▶ PROMPT:
Return each line of the records holding the string "Entertainment".

Collected data

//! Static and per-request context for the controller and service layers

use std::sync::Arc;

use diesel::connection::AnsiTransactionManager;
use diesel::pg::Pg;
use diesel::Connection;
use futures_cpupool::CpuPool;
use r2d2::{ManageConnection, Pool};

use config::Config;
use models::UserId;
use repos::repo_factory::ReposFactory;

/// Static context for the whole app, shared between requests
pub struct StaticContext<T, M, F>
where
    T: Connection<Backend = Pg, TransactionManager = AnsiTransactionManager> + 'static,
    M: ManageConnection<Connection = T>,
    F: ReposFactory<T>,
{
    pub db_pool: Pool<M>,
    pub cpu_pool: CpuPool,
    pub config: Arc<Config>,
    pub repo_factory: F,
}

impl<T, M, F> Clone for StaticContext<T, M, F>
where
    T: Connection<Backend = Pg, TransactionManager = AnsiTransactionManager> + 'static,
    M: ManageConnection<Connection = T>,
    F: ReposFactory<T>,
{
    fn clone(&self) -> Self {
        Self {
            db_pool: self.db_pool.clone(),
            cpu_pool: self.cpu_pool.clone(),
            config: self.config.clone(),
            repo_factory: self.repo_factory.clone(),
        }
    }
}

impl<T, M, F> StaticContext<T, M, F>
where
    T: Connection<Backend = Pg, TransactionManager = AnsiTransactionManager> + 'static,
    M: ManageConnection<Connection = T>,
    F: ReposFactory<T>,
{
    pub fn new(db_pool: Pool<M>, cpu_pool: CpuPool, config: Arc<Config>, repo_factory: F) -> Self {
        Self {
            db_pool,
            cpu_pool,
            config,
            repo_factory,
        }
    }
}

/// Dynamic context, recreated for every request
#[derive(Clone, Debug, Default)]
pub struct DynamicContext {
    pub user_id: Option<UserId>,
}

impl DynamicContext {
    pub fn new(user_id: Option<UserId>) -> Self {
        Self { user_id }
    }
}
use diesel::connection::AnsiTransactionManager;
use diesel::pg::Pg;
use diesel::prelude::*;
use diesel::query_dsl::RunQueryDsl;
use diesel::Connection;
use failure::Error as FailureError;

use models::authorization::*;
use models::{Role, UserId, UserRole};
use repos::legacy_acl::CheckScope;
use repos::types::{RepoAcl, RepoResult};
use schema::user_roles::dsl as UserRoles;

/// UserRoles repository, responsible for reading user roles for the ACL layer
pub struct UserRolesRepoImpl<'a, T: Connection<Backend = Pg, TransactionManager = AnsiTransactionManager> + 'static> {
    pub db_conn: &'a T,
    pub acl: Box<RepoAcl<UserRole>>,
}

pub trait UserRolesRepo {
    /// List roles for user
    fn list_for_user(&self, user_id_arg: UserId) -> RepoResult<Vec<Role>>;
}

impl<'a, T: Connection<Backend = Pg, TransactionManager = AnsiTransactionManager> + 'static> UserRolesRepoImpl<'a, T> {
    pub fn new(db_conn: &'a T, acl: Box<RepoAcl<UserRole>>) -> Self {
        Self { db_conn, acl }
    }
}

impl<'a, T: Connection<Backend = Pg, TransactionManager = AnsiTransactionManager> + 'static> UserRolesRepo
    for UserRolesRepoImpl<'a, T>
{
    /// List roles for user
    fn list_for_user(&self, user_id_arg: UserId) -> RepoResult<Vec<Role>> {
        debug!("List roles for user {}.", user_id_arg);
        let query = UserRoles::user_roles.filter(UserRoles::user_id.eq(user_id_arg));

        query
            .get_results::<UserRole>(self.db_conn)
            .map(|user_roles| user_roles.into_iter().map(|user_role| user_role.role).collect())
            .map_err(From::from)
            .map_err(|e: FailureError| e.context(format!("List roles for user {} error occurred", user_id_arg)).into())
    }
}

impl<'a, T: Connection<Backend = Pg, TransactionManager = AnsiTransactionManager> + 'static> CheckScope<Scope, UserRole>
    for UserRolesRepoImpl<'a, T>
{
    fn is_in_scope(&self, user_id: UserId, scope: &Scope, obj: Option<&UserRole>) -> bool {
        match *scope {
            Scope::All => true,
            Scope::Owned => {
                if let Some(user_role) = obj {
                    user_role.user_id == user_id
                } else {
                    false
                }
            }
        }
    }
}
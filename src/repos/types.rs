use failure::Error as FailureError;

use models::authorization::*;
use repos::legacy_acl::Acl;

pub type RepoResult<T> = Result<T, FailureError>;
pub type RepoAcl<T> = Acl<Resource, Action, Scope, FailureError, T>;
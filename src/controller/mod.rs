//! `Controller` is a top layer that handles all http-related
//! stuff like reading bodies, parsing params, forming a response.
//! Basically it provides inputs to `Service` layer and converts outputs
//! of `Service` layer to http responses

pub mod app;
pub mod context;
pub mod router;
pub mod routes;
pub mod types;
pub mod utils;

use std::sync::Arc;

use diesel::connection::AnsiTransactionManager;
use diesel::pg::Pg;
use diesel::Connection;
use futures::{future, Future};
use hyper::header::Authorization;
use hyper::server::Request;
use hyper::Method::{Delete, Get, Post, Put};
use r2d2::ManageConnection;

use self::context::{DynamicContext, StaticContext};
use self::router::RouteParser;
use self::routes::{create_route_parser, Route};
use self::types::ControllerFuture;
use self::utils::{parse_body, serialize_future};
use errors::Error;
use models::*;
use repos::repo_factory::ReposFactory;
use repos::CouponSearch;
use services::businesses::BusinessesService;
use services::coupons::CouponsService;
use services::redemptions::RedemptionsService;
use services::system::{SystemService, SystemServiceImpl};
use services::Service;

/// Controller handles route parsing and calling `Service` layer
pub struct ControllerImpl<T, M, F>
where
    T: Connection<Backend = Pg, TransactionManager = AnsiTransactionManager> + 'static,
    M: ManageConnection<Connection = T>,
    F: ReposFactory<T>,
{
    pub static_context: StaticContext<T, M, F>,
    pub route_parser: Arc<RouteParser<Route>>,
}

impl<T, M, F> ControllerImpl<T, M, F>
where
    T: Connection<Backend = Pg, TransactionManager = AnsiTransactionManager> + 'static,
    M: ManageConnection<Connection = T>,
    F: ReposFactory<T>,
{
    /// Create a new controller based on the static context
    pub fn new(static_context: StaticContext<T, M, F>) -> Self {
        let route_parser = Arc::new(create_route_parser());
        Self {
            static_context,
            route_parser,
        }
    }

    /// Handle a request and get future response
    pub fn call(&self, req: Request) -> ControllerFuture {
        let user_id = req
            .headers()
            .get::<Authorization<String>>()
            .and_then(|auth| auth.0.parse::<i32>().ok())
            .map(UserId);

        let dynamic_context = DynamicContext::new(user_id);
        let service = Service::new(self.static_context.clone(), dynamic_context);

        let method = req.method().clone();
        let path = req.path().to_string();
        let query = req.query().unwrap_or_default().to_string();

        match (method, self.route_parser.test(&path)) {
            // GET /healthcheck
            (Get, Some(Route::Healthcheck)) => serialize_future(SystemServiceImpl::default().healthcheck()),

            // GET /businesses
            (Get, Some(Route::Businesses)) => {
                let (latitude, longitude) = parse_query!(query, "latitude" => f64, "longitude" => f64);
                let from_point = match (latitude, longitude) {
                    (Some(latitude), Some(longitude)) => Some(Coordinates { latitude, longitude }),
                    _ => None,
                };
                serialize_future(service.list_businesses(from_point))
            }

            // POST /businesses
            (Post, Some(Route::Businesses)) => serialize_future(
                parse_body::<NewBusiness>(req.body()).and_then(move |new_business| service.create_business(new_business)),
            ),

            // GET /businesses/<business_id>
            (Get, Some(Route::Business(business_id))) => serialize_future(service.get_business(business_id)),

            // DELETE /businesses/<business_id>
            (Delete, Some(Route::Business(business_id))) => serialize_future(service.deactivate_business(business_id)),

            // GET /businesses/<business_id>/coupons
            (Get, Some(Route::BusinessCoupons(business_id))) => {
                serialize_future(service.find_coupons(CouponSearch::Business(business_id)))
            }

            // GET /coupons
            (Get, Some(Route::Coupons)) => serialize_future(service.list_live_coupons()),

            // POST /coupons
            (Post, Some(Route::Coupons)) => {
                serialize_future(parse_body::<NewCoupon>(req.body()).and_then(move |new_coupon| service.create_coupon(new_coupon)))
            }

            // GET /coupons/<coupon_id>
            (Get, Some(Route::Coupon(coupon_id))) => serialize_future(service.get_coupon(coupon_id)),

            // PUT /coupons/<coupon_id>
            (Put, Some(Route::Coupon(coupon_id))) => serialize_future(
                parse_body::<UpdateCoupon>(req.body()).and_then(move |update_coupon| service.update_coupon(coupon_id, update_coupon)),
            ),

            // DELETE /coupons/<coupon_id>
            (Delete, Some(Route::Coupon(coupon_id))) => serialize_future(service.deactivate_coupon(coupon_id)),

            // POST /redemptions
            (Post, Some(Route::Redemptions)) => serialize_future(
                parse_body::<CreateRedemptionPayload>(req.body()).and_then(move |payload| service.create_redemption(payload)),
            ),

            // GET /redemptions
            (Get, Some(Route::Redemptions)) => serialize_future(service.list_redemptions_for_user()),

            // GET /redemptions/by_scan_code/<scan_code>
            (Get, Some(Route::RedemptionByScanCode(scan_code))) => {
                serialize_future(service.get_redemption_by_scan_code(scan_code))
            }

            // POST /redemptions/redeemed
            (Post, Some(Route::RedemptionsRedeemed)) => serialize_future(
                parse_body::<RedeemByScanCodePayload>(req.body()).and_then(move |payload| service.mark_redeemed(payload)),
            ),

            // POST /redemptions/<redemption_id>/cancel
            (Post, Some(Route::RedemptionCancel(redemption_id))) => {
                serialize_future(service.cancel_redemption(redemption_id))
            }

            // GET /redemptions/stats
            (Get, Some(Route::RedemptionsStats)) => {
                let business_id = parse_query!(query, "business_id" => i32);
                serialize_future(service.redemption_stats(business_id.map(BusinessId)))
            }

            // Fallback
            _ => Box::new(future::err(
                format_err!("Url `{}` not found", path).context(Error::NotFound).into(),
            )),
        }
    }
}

---

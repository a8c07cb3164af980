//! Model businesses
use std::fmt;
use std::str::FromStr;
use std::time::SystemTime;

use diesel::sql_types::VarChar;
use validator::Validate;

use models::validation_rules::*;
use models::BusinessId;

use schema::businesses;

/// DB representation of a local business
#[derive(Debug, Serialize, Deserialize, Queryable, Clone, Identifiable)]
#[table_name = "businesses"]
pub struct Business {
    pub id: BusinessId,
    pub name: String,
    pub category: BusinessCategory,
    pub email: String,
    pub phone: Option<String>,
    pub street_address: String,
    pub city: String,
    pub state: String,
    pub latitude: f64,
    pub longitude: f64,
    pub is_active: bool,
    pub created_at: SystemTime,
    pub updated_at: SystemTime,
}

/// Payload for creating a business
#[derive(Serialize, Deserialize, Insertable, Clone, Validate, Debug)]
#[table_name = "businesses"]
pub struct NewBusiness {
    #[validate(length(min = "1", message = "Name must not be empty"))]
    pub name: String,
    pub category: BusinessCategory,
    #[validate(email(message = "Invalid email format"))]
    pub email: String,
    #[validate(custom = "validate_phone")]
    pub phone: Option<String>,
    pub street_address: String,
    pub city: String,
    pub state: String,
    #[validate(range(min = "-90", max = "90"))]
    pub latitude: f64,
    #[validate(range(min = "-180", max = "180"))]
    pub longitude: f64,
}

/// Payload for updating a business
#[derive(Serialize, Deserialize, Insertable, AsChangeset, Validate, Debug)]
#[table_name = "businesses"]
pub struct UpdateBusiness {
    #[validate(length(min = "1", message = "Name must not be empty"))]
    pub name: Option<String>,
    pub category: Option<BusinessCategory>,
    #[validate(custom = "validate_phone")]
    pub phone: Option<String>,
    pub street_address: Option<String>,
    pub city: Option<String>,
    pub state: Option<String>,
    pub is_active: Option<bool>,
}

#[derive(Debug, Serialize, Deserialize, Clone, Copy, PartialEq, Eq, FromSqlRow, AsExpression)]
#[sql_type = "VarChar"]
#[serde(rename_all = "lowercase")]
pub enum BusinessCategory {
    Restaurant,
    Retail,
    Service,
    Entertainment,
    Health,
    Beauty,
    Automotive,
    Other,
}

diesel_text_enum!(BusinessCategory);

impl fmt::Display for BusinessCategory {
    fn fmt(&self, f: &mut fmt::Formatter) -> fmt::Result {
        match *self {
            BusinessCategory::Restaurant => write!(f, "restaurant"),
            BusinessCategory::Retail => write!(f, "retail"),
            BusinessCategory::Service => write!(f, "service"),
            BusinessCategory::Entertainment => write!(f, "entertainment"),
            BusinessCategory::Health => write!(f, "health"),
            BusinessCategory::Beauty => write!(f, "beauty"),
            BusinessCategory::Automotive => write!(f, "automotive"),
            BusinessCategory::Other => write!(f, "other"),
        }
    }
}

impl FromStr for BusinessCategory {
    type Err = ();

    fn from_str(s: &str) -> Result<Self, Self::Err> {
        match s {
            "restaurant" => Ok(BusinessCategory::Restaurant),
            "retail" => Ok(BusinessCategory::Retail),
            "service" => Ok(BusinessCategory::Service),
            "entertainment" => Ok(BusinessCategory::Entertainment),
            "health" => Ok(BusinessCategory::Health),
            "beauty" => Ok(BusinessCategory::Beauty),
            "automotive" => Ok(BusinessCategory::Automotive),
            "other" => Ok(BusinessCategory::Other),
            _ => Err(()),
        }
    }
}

==

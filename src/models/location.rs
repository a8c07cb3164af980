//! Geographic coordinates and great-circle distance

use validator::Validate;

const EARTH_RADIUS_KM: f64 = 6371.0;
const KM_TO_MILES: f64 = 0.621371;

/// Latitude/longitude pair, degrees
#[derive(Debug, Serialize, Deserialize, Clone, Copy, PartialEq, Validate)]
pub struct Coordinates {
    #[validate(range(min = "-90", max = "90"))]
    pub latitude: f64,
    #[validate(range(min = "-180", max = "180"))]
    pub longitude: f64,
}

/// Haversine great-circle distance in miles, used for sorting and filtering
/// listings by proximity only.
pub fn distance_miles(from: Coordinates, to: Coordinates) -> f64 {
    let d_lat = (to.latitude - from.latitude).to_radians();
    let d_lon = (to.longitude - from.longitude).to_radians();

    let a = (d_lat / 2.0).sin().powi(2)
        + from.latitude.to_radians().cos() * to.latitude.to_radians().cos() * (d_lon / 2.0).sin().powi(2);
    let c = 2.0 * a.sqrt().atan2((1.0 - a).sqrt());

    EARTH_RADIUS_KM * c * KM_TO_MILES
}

▶ FINAL ANSWER:
    Entertainment,
            BusinessCategory::Entertainment => write!(f, "entertainment"),
            "entertainment" => Ok(BusinessCategory::Entertainment),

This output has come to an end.